All lines holding the word "skip" should be located in the records and copied.
Start of INFORMATION
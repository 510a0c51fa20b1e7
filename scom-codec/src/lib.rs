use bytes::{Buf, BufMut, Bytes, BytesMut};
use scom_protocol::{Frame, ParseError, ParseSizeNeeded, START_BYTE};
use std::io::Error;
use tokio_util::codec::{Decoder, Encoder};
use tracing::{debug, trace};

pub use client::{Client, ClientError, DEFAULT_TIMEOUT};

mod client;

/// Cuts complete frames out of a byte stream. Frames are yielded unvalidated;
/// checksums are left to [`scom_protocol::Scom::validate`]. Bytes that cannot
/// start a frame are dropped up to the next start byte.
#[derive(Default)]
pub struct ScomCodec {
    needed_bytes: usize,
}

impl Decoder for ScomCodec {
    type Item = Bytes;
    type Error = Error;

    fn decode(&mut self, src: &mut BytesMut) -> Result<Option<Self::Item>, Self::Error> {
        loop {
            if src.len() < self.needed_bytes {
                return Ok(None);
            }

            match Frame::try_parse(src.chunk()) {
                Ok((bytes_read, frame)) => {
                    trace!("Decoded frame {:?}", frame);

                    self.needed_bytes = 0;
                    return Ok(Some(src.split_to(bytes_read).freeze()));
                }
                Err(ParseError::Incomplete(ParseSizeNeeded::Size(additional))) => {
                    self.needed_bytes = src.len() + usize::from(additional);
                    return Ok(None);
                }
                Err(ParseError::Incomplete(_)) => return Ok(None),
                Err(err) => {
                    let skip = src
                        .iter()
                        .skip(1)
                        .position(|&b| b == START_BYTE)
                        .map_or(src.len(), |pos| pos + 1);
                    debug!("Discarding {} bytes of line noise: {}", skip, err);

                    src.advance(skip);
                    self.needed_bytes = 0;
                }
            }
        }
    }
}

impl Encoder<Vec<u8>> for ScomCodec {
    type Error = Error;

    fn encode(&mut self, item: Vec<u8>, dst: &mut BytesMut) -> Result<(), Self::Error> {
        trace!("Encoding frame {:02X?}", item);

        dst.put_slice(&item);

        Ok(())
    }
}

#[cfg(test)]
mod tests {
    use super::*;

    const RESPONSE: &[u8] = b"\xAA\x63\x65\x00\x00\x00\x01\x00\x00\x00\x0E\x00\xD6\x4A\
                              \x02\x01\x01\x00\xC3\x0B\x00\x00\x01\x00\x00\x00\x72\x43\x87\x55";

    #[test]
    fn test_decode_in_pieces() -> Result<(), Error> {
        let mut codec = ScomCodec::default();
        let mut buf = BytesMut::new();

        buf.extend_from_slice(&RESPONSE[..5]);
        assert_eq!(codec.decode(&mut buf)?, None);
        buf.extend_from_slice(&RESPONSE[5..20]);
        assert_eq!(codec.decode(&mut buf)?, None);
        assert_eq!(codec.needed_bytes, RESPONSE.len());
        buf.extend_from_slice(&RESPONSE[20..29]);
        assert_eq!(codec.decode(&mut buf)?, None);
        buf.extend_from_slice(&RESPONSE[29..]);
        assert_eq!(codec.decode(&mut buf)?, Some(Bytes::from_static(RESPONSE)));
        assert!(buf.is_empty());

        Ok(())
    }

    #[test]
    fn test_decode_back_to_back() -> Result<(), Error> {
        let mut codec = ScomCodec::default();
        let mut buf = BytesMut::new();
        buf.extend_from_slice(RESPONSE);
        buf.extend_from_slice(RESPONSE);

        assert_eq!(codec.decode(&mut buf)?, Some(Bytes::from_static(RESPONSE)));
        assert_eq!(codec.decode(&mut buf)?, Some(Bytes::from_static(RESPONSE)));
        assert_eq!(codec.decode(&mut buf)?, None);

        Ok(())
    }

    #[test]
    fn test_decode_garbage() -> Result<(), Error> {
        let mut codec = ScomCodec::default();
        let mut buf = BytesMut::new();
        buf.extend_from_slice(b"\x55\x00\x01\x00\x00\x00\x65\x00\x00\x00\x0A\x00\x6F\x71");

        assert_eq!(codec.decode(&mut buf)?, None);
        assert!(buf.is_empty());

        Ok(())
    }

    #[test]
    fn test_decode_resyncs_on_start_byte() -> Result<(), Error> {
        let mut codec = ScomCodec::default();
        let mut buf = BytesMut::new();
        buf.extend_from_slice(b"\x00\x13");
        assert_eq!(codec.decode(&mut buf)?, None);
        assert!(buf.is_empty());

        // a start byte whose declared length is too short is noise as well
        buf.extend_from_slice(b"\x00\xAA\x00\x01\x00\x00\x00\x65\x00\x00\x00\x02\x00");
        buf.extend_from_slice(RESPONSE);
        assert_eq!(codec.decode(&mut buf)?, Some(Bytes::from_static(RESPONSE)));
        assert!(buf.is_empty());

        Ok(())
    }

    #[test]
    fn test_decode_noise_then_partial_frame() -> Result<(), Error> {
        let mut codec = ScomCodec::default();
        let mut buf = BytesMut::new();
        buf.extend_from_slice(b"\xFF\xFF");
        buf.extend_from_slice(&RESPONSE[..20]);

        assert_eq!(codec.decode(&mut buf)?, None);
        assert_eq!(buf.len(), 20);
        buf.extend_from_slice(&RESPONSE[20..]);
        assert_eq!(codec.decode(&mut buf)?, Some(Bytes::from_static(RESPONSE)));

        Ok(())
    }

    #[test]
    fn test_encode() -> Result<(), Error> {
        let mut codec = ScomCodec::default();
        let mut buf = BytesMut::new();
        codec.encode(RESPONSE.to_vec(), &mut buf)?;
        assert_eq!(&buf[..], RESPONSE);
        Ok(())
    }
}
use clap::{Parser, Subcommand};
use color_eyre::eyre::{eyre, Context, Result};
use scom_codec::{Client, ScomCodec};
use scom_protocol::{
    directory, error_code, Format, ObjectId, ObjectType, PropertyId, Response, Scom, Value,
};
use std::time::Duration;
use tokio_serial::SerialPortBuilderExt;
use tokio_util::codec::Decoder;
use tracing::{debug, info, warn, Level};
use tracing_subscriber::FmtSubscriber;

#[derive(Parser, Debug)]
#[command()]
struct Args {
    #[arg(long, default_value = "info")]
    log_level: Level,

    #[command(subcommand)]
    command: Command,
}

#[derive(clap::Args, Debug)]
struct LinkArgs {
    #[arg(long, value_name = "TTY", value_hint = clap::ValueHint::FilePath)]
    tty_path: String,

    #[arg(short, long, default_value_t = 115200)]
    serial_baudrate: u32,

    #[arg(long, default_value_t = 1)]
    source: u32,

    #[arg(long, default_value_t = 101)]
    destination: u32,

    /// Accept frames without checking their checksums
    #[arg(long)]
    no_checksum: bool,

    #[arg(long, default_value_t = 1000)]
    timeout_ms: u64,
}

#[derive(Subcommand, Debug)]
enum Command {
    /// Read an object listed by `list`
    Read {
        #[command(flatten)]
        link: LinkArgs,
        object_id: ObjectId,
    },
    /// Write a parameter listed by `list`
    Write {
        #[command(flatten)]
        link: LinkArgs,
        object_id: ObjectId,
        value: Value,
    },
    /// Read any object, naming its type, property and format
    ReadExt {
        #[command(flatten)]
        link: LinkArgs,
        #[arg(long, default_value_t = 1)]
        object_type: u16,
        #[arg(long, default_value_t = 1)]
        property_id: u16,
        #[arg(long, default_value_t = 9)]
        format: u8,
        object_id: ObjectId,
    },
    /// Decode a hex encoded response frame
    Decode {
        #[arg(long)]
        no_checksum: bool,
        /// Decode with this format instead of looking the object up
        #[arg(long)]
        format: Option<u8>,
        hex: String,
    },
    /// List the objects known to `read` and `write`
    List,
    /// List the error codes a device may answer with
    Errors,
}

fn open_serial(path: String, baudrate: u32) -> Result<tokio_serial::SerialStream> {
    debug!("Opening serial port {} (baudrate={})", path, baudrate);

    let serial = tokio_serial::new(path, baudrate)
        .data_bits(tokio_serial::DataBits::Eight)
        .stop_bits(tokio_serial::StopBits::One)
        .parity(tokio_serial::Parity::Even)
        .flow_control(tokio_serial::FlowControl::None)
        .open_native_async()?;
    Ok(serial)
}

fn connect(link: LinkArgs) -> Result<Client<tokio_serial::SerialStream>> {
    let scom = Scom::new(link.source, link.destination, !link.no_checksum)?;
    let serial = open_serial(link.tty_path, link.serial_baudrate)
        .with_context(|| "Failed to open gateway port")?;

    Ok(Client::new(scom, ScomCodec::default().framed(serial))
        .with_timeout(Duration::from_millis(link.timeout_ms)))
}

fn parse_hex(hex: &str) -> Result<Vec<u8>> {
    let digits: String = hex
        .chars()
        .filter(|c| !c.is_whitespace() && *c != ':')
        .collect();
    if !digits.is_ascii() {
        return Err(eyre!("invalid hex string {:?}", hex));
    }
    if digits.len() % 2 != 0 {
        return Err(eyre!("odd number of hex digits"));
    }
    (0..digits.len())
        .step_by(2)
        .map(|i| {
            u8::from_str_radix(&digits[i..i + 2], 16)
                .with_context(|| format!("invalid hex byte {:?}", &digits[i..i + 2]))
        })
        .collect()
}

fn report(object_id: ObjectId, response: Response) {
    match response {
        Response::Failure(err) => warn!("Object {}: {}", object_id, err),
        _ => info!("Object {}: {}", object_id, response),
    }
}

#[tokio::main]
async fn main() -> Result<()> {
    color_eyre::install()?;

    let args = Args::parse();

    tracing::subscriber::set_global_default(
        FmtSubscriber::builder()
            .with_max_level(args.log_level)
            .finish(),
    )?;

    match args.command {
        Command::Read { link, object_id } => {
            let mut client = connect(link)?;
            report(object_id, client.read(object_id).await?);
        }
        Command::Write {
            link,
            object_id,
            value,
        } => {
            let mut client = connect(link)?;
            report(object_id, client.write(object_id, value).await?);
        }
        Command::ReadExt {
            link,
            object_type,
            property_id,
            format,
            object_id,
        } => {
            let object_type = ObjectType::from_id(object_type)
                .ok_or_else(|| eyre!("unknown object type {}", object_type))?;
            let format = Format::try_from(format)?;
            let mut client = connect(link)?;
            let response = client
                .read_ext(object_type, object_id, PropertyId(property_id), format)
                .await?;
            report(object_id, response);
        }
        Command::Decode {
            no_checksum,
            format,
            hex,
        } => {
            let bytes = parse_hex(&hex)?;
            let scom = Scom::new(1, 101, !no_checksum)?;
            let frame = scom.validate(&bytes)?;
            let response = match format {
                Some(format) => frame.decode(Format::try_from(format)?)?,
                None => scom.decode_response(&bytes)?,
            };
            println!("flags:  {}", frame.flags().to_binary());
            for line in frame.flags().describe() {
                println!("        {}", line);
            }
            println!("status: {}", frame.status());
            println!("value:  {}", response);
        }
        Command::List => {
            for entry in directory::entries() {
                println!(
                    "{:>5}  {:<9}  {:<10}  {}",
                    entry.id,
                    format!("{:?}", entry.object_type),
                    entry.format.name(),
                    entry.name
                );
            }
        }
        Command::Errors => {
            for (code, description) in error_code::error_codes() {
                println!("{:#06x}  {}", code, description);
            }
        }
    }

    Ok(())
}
End of INFORMATION
RESPONSE TO THE EXERCISE:
                    let skip = src
                        .skip(1)
                    debug!("Discarding {} bytes of line noise: {}", skip, err);
                    src.advance(skip);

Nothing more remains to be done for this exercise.